2- If you do not want to or can't use ingest pipelines, an easy alternative could be using a filebeat script processor similar to:

  - script:
      lang: javascript
      id: my_filter
      source: >
        function process(event) {
            var measures = event.Get("mqtt.measures");
            measures.forEach(m => {
                event.Put(m.n, m.v);
            return event;

Hope this helps! :smiley:

Hi @legoguy1000 and @marc.guasch,

Thanks very much, you both give me many insight, let me take a look on split and foreach processor. Seems having the direction on how to do.

Thanks, guys!


Ohh I also misread, Ya you don't need the split processor, what @marc.guasch posted is right way to do waht u want. As for the dynamic index, u can a flattened field for measures and that way u don't need to ID each key

Hi Both,

I have a logical problem, for field mqtt.measures to work, I think i need to decode the json first (correct me if not), however, if I use decode_json_fields, due to multiple n,u,v, it causes error

Here is the pipeline I tried to create:

PUT _ingest/pipeline/senml
  "processors": [
      "foreach" : {
        "field" : mqtt.measure;
        "processor" : {
          "set" : {
            "field" : '{{_ingest._value.n}}'
            "copy_from: _ingest._value.v

The below error shows:

"reason" : "Unrecognized token 'mqtt': was expecting (JSON String, Number, Array, Object or token 'null', 'true' or 'false')\n at [Source: (ByteArrayInputStream); line: 5, column: 24]"

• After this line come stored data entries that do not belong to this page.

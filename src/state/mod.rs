// ============================================================================
// STATE MODULE - Rc<RefCell> store, no globals
// ============================================================================

pub mod app_state;
pub mod data_state;
pub mod guide_state;
pub mod mount_guard;
pub mod planner_state;
pub mod ui_state;

pub use app_state::*;
pub use data_state::DataState;
pub use guide_state::{pick_suggestion, GuideAuthor, GuideMessage, GuideState};
pub use mount_guard::MountGuard;
pub use planner_state::{PlanStatus, PlannerState};
pub use ui_state::*;
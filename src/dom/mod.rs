// ============================================================================
// DOM MODULE - helpers for direct DOM manipulation
// ============================================================================

pub mod builder;
pub mod element;
pub mod events;

pub use builder::*;
pub use element::*;
pub use events::*;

Actually, I tried changing mqtt.measure to message (just a try), still not working.

I also tried to use GROK, but when I use GROK debugger provided by ELK, I can extract the correct KV pair, but when I create the pipeline, it shows:

      "reason" : "Unexpected close marker '}': expected ']' (for Array starting at [Source: (ByteArrayInputStream); line: 7, column: 21])\n at [Source: (ByteArrayInputStream); line: 8, column: 116]"

GROK Pattern:
{"device_info": {"uuid": "%{UUID:uuid}","fw_ver": "V%{INT:major}.%{INT:minor}.%{INT:patch}\" },"measures": \[{"n":"%{WORD:sensor1}", "u":"ppm", "v":%{NUMBER:value1}},{"n":"%{WORD:sensor2}", "u":"ppm", "v":%{NUMBER:value2a}e%{INT:value2b}},{"n":"%{WORD:sensor3}","u":"ppm", "v":%{NUMBER:value3}},{"n":"%{WORD:sensor4}", "u":"ug/m3", "v":%{NUMBER:value4}},{"n":%{QS:sensor5}, "u":"ug/m3", "v":%{NUMBER:value5}},{"n":"%{WORD:sensor6}", "u":"Cel", "v":%{NUMBER:value6}},{"n":"%{WORD:sensor7}", "u":"%RH", "v":%{NUMBER:value7}},{"n":"%{WORD:sensor8}", "u":"hPa", "v":%{NUMBER:value8}},,{"n":"%{WORD:sensor9}", "u":"ug/m3", "v":%{NUMBER:value9}},{"n":"%{WORD:sensor10}", "u":"ug/m3", "v":%{NUMBER:value10}},{"n":"%{WORD:sensor11}", "u":"count", "v":%{NUMBER:value11}},{"n":"%{WORD:sensor12}", "u":"count", "v":%{NUMBER:value12}},{"n":"%{WORD:sensor13}", "u":"count", "v":%{NUMBER:value13}}]}

Actually, the format I got from MQTT is called SenML (RFC8428), which is used for IoT devices.

Any ways to solve the problem are welcome.


PS. I think pipeline is very close to the destination

Could you share the message as it gets sent by filebeat? Would help to figure out what the pipeline should look like, thanks!

Hi Marc,

I finally use dissect to get the things done (although not smart). Anyway, if interested to see how to build the input for SenML, here is the message collect by Elasticsearch:

{"device_info": {"uuid": "XXXXX-XXXX-XXXX-XXXX-XXXX","fw_ver": "V1.5.0" },"measures": [{"n":"co2", "u":"ppm", "v":989.493},{"n":"voc", "u":"ppm", "v":93.000e-3},{"n":"co", "u":"ppm", "v":2.779},{"n":"pm10", "u":"ug/m3", "v":6.182},{"n":"pm2.5", "u":"ug/m3", "v":6.182},{"n":"temp", "u":"Cel", "v":21.650},{"n":"hum", "u":"%RH", "v":64.808},{"n":"prb", "u":"hPa", "v":1008.909},{"n":"pm1", "u":"ug/m3", "v":5.846},{"n":"pm4", "u":"ug/m3", "v":6.182},{"n":"iaqi", "u":"count", "v":68},{"n":"tci", "u":"count", "v":79},{"n":"eiaqi", "u":"count", "v":5}]}

If we can dynamically input the SenML format, in the future, no matter how many senors included in the device, index can be easily created.


This topic was automatically closed 28 days after the last reply. New replies are no longer allowed.